While technically you are correct, you can assume that both will be affected by how good your engineers are. Well engineered drives will be both fast and have efficient wear-leveling. Poorly engineered drives will be slow and have terrible wear-leveling.
Why is it every other media we have speed-ratings and benchmarks and reviews? With USB thumb-drives you can't tell virtually anything when purchasing one other than what color it is.
I want to know SOMETHING like 133x is defined for CompactFlash to give a basic idea of the speed of the device. I'm willing to accept some fudging around but not prepared to find out my new 32-gig flash-drive is 10 times SLOWER than my old 2-gig one. How has this situation persisted this long in a performance-obsessed technical field?
Probably at first the copy was just being buffered into memory. Linux buffers copies and then flushes the buffered data to disk later, when the drive is otherwise idle, to improve overall system performance. Once you filled the cache, you had to wait to write more data into it until some of it was flushed to make room. And thus, once the cache is filled, any more writes happen at the actual speed of the device, instead of the speed to copy to memory.
That's one theory. There may be other reasons.
In terms of how these results compare to other products, I think they are "pretty good". Not the best, but significantly better than average.
Always, when possible, submit a link to the print version. It's faster, on one page, and gets rid of those annoying frames, ads, etc. that litter most tech Web sites these days.
My biggest beef with flash drives thus far is with the flimsy construction. I have owned three flash drives. The first was a 64 byte drive back in the day when that was sizeable. I think it was an Iomega drive. It was really tiny which is why I liked it. But after only about a dozen gentle insertions (no jokes please), it developed a crack in the housing which soon threatened to cause the whole device to fall apart. Iomega was kind enough to replace it for free (it was still under warrantly, less than 6 months old) with a 128 Megabyte version. That was drive #2. I think I lost that one.

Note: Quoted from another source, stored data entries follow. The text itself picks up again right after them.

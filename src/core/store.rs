//! The document collection seam.
//!
//! The rest of the crate only ever talks to a [`TeamStore`]: insert one
//! document, fetch every document, replace one by id, delete one by id.
//! No filtered or partial queries exist — every read pulls the whole
//! collection and filtering happens in memory, every write replaces a
//! whole root document.

use crate::core::db;
use crate::core::error::CardKeeperError;
use crate::core::id::DocumentId;
use crate::core::model::Team;
use rusqlite::Connection;
use std::cell::RefCell;

pub trait TeamStore {
    fn insert_one(&self, team: &Team) -> Result<(), CardKeeperError>;

    /// Every team document, in the store's natural order. For the SQLite
    /// backend that is `rowid` order; callers must not rely on anything
    /// stronger.
    fn find_all(&self) -> Result<Vec<Team>, CardKeeperError>;

    /// Replaces the whole document keyed by `id`. Returns whether a
    /// document was there to replace.
    fn replace_one(&self, id: DocumentId, team: &Team) -> Result<bool, CardKeeperError>;

    /// Returns whether a document was there to delete.
    fn delete_one(&self, id: DocumentId) -> Result<bool, CardKeeperError>;
}

/// Production store: one SQLite table, one JSON document per row.
pub struct SqliteTeamStore {
    conn: Connection,
}

impl SqliteTeamStore {
    pub fn new(conn: Connection) -> Result<Self, CardKeeperError> {
        conn.execute(db::TEAMS_SCHEMA, [])?;
        Ok(Self { conn })
    }
}

impl TeamStore for SqliteTeamStore {
    fn insert_one(&self, team: &Team) -> Result<(), CardKeeperError> {
        let doc = serde_json::to_string(team)?;
        self.conn.execute(
            "INSERT INTO teams (id, doc) VALUES (?1, ?2)",
            rusqlite::params![team.id.to_hex(), doc],
        )?;
        Ok(())
    }

    fn find_all(&self) -> Result<Vec<Team>, CardKeeperError> {
        let mut stmt = self.conn.prepare("SELECT doc FROM teams ORDER BY rowid")?;
        let rows = stmt.query_map([], |row| row.get::<_, String>(0))?;
        let mut teams = Vec::new();
        for doc in rows {
            teams.push(serde_json::from_str(&doc?)?);
        }
        Ok(teams)
    }

    fn replace_one(&self, id: DocumentId, team: &Team) -> Result<bool, CardKeeperError> {
        let doc = serde_json::to_string(team)?;
        let changed = self.conn.execute(
            "UPDATE teams SET doc = ?2 WHERE id = ?1",
            rusqlite::params![id.to_hex(), doc],
        )?;
        Ok(changed > 0)
    }

    fn delete_one(&self, id: DocumentId) -> Result<bool, CardKeeperError> {
        let changed = self.conn.execute(
            "DELETE FROM teams WHERE id = ?1",
            rusqlite::params![id.to_hex()],
        )?;
        Ok(changed > 0)
    }
}

/// Insertion-ordered in-memory store. Lets the mutation protocol be
/// exercised without a database file; semantics match the SQLite backend.
#[derive(Debug, Default)]
pub struct MemoryTeamStore {
    teams: RefCell<Vec<Team>>,
}

impl MemoryTeamStore {
    pub fn new() -> Self {
        Self::default()
    }
}

impl TeamStore for MemoryTeamStore {
    fn insert_one(&self, team: &Team) -> Result<(), CardKeeperError> {
        self.teams.borrow_mut().push(team.clone());
        Ok(())
    }

    fn find_all(&self) -> Result<Vec<Team>, CardKeeperError> {
        Ok(self.teams.borrow().clone())
    }

    fn replace_one(&self, id: DocumentId, team: &Team) -> Result<bool, CardKeeperError> {
        let mut teams = self.teams.borrow_mut();
        match teams.iter_mut().find(|t| t.id == id) {
            Some(slot) => {
                *slot = team.clone();
                Ok(true)
            }
            None => Ok(false),
        }
    }

    fn delete_one(&self, id: DocumentId) -> Result<bool, CardKeeperError> {
        let mut teams = self.teams.borrow_mut();
        let before = teams.len();
        teams.retain(|t| t.id != id);
        Ok(teams.len() < before)
    }
}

My next drive was a Patriot 2 GB flash drive. It lasted maybe 50 insertions before the usb connector "pushed in" and became so loose that it could no longer be inserted properly into a USB port. I ended up snapping the outer housing off and now it's just a little tiny PCB with chips on it and a USB connector at the end. Works fine but I wouldn't take it anywhere remotely hostile. I keep it next to my computer.
So what is the point of this long story? That flash drives tend to have really cheap construction (in my experience) that doesn't hold up to much use, let alone much abuse. In the case of the Patriot I'm not surprised because it was a really cheap unit. But the Iomega was not.
I don't doubt that th expensive ruggedized flash drives can take much, much more abuse. But they represent like 1% of the market. Most drives are these really flimsily constructed things that fall apart when you look at them the wrong way.
durability has a lot more to do with drive lifetime than the durability of the flash components. I have had 3 memory sticks die, and none of them have been because the flash wore out. One I managed to kick and separated the flash part from the USB connector(which was a bitch to get out of my mac pro), another the USB connector became very flakey right after I bought the thing, it would sometimes read, sometimes not, and the other just stopped working(ok, theoretically that could have been due to flash wear, but the thing was less than a year old). In my opinion, if reliability is a chief concern, get one of the small plastic ones. My little red iMation drive has took lots of abuse, and because it is so small, the odds of a collision are significantly reduced.
Monstar L
I installed Arch Linux on a cheap 2 GB Patriot flash drive. It boots pretty quickly and overall performance seems good, even for a cheap drive. However I don't do hugely disk intensive tasks with it.
/proc filesystem entries to turn more aggressive write cache flushing on. I can't keep up with the /proc filesystem because it changes so frequently, so I don't even bother to try to stay abreast of how to do things with the Linux kernel in this way anymore ...
One annoying thing I have noticed is that programs will periodically completely freeze up and I'll look over and notice that the activity light on the drive is flashing. A common experience is that Firefox will be completely unresponsive, not even redrawing itself when a window that was obscuring it is moved, until the drive stops flashing, and then Firefox will instantly come back to life.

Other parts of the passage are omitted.